Instructions for the task: Report all lines below with the word "when".

Supplied information:
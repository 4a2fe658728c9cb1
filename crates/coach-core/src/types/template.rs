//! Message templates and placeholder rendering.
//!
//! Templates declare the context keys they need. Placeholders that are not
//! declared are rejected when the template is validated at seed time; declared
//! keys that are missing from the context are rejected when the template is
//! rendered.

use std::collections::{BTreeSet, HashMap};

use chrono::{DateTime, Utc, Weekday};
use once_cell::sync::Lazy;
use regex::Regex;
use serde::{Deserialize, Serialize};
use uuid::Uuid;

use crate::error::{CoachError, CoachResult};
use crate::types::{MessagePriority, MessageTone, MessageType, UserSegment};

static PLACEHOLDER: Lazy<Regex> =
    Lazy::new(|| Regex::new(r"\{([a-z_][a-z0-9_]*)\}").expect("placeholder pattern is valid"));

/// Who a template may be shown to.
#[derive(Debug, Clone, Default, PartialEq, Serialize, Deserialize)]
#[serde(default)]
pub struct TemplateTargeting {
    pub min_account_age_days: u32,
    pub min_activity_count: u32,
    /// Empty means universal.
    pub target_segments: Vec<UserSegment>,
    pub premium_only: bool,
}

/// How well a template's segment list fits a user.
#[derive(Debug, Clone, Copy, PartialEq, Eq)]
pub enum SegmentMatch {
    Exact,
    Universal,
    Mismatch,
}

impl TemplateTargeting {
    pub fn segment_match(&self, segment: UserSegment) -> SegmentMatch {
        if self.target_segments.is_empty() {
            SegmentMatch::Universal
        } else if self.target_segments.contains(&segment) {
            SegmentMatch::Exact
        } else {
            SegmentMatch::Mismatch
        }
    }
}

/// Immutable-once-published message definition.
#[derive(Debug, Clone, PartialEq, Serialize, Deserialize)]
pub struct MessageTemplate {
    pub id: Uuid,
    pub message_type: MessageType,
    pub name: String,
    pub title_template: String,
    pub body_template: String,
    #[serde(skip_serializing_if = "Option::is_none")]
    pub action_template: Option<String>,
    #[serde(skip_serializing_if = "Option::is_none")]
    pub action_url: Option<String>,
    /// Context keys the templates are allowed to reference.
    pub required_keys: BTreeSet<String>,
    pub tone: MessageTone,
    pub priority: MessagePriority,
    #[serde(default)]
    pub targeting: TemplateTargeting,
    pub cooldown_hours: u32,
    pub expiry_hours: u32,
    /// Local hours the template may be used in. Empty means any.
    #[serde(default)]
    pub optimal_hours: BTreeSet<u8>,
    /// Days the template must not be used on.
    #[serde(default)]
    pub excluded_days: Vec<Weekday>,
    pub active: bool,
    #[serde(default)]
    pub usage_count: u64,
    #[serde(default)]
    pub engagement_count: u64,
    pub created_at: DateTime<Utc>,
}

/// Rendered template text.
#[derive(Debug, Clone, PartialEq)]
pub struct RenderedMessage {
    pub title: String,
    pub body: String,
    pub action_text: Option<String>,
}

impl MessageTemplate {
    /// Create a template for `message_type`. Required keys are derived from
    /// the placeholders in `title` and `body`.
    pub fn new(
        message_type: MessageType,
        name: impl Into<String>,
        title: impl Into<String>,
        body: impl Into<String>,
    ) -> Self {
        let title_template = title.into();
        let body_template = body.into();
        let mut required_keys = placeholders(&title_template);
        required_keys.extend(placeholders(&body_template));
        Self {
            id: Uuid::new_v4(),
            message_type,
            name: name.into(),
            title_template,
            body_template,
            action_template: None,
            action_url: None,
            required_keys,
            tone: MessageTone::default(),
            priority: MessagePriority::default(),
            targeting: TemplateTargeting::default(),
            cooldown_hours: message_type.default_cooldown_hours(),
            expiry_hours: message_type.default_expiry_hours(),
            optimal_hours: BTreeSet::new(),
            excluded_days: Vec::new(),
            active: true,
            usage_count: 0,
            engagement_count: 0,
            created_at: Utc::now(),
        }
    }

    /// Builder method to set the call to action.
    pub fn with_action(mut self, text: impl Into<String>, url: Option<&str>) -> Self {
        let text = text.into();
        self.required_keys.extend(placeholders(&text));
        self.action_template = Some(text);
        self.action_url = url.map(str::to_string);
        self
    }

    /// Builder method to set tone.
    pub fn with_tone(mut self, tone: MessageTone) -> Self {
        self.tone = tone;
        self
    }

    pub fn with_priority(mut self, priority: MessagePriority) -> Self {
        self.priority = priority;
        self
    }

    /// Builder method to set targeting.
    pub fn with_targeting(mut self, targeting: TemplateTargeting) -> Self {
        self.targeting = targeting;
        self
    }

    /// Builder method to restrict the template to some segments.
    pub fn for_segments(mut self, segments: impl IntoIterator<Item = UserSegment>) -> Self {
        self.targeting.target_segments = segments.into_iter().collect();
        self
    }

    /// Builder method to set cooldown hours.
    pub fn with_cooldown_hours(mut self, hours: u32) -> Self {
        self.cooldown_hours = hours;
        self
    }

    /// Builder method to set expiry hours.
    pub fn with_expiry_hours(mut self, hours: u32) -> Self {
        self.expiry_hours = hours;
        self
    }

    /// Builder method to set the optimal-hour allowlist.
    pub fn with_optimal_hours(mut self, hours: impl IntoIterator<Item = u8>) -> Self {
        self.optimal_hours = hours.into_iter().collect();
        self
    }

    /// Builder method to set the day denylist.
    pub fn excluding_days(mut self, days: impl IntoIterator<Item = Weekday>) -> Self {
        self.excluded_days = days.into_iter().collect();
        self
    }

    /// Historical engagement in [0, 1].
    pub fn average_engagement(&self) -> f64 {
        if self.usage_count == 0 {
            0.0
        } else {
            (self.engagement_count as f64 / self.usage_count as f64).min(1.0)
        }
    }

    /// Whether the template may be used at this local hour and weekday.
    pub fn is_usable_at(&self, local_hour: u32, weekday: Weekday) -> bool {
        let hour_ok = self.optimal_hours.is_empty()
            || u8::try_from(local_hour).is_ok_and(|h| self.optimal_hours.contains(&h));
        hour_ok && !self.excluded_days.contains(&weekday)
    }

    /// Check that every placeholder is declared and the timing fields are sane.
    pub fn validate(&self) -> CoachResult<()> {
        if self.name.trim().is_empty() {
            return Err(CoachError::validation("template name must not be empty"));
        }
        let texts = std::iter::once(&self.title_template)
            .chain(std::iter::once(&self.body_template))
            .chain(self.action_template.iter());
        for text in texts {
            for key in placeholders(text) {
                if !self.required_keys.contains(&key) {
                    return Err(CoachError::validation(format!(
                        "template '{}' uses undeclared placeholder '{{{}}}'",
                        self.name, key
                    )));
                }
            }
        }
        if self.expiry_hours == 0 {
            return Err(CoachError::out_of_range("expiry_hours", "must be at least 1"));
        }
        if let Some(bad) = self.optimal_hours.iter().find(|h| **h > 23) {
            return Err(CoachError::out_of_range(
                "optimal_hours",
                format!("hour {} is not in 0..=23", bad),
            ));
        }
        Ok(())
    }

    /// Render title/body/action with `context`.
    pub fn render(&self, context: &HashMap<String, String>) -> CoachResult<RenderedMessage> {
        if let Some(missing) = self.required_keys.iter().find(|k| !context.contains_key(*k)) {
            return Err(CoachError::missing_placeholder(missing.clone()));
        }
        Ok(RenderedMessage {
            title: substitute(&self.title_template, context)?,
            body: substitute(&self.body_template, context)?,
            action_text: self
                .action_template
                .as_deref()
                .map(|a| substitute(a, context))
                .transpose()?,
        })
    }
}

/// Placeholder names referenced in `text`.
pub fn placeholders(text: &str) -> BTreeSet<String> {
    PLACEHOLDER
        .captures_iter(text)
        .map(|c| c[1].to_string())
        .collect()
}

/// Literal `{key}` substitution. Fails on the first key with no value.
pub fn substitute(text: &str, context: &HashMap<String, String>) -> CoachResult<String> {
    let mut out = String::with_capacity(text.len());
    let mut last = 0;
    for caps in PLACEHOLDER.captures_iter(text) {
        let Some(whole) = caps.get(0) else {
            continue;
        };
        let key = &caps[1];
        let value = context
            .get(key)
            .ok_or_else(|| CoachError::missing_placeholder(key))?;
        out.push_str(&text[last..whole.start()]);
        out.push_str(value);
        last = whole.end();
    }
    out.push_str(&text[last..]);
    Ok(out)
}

--

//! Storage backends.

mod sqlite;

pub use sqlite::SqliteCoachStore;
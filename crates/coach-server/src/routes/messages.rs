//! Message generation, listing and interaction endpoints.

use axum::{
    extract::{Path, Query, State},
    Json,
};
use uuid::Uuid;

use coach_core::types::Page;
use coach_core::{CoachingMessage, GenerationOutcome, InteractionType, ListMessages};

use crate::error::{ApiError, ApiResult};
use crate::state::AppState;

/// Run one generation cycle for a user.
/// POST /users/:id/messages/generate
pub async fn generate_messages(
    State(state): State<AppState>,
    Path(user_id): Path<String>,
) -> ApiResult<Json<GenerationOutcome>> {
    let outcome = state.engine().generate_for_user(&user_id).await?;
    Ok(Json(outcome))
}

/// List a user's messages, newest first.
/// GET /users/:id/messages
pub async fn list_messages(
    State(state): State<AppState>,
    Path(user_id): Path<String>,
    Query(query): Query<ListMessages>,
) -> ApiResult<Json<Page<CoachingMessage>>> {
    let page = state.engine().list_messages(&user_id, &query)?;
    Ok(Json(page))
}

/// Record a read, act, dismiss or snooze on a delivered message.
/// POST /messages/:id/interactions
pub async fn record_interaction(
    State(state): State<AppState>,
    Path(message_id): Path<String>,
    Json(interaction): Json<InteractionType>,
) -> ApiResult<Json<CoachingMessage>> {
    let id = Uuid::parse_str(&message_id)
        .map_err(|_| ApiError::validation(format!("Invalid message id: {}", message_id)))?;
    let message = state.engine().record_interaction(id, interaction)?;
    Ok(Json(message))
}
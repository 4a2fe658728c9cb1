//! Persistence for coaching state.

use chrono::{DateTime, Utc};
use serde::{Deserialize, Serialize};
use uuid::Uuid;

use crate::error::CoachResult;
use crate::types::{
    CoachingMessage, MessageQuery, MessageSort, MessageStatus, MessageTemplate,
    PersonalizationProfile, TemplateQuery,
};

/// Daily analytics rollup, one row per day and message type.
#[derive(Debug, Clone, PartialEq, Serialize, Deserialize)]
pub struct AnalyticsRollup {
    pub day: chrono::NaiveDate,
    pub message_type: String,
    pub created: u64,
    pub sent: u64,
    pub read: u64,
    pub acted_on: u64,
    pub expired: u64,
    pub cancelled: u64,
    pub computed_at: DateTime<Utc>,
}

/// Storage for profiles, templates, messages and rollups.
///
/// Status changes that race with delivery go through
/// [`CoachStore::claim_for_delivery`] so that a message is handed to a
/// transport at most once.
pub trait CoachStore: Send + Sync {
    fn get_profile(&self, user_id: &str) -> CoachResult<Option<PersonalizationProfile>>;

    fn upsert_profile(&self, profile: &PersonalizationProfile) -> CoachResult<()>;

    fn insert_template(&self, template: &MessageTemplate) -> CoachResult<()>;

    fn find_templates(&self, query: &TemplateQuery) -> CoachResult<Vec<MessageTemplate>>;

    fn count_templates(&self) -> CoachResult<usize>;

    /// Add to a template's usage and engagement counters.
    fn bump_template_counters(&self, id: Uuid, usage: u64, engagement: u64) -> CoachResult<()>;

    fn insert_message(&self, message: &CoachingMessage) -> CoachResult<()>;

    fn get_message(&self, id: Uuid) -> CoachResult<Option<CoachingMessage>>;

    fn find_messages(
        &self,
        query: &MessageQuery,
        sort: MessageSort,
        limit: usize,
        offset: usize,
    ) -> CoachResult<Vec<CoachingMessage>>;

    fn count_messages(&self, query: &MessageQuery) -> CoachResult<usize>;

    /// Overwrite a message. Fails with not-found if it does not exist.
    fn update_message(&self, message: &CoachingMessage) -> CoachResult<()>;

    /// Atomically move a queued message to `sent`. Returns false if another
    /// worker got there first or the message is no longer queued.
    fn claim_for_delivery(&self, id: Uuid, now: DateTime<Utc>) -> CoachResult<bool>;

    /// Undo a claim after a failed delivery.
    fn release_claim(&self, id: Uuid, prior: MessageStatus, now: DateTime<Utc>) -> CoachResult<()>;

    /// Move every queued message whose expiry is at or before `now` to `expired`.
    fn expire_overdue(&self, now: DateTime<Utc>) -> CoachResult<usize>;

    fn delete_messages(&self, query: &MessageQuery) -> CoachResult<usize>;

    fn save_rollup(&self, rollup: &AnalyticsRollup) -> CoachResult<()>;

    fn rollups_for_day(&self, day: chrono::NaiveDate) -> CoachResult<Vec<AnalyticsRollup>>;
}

---

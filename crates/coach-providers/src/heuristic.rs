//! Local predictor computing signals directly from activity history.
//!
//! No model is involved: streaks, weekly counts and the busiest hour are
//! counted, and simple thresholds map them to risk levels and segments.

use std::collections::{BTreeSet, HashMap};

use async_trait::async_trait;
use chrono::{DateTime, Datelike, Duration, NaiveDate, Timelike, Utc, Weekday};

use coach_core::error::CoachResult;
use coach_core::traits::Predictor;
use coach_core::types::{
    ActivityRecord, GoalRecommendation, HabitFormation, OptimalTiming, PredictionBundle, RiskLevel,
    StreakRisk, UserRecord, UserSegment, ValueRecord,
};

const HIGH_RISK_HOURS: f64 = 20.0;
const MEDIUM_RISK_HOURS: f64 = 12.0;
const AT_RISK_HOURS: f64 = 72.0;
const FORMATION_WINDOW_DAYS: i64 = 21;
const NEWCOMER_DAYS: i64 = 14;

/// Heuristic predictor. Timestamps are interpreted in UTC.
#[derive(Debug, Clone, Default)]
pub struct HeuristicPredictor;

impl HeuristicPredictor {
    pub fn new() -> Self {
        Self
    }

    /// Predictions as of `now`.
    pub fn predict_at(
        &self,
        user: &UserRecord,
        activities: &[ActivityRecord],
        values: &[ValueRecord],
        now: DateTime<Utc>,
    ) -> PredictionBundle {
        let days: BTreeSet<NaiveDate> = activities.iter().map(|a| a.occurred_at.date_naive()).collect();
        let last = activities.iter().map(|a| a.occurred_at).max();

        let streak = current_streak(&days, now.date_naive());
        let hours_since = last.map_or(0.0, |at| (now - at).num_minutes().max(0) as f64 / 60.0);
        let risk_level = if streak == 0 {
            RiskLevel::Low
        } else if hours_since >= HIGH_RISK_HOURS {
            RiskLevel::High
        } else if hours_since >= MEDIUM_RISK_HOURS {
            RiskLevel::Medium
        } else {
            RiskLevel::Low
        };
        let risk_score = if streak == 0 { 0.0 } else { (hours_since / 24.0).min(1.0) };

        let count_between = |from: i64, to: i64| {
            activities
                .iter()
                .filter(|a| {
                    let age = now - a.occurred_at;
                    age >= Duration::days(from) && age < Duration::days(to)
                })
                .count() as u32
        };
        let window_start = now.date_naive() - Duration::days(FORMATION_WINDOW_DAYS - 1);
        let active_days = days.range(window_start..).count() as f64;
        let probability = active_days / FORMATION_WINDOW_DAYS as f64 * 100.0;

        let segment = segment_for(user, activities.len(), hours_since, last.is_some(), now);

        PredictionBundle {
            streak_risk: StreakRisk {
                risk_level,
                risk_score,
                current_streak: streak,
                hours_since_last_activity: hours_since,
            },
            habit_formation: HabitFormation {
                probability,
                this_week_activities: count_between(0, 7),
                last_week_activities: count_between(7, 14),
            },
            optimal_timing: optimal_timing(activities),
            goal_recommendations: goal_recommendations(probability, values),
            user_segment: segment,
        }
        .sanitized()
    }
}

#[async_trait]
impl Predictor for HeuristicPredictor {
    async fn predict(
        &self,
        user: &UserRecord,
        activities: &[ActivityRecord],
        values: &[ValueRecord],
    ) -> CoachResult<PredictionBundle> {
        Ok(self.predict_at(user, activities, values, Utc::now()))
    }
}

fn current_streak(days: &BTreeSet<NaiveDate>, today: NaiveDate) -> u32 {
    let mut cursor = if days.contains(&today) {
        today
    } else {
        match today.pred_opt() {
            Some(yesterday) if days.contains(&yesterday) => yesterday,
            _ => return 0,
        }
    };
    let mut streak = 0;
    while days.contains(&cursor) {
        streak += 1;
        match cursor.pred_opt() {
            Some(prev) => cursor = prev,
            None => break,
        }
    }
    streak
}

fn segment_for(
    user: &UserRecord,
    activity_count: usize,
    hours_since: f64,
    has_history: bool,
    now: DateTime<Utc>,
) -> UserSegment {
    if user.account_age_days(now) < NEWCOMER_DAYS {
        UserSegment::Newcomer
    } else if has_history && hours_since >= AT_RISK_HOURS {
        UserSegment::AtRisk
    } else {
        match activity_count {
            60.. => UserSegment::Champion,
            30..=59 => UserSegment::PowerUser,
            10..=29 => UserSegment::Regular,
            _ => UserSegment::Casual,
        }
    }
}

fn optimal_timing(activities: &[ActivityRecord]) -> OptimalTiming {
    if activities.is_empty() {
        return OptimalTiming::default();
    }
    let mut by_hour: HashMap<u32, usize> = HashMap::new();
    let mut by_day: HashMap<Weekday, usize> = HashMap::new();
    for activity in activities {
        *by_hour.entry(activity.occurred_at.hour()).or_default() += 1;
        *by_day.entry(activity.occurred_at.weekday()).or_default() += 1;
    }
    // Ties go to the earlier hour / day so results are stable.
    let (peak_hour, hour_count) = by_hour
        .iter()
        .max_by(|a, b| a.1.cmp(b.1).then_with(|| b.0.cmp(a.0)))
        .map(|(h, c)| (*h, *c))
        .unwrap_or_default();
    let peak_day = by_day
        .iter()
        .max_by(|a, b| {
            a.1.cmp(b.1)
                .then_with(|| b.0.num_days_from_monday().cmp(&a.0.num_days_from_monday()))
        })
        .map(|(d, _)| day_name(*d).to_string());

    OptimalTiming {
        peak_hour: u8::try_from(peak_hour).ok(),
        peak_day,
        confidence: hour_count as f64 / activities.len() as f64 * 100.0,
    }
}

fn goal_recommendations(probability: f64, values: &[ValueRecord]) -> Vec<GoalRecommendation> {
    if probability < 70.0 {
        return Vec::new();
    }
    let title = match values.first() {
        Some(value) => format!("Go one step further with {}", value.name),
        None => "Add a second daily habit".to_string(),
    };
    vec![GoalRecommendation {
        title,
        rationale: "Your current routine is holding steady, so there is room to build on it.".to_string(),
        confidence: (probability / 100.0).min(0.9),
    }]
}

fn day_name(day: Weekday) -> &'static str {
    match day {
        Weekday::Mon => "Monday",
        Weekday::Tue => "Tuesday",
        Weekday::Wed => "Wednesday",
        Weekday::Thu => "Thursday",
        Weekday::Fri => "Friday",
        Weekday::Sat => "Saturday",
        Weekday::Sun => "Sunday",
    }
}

Task response:
//! declared are rejected when the template is validated at seed time; declared
//! keys that are missing from the context are rejected when the template is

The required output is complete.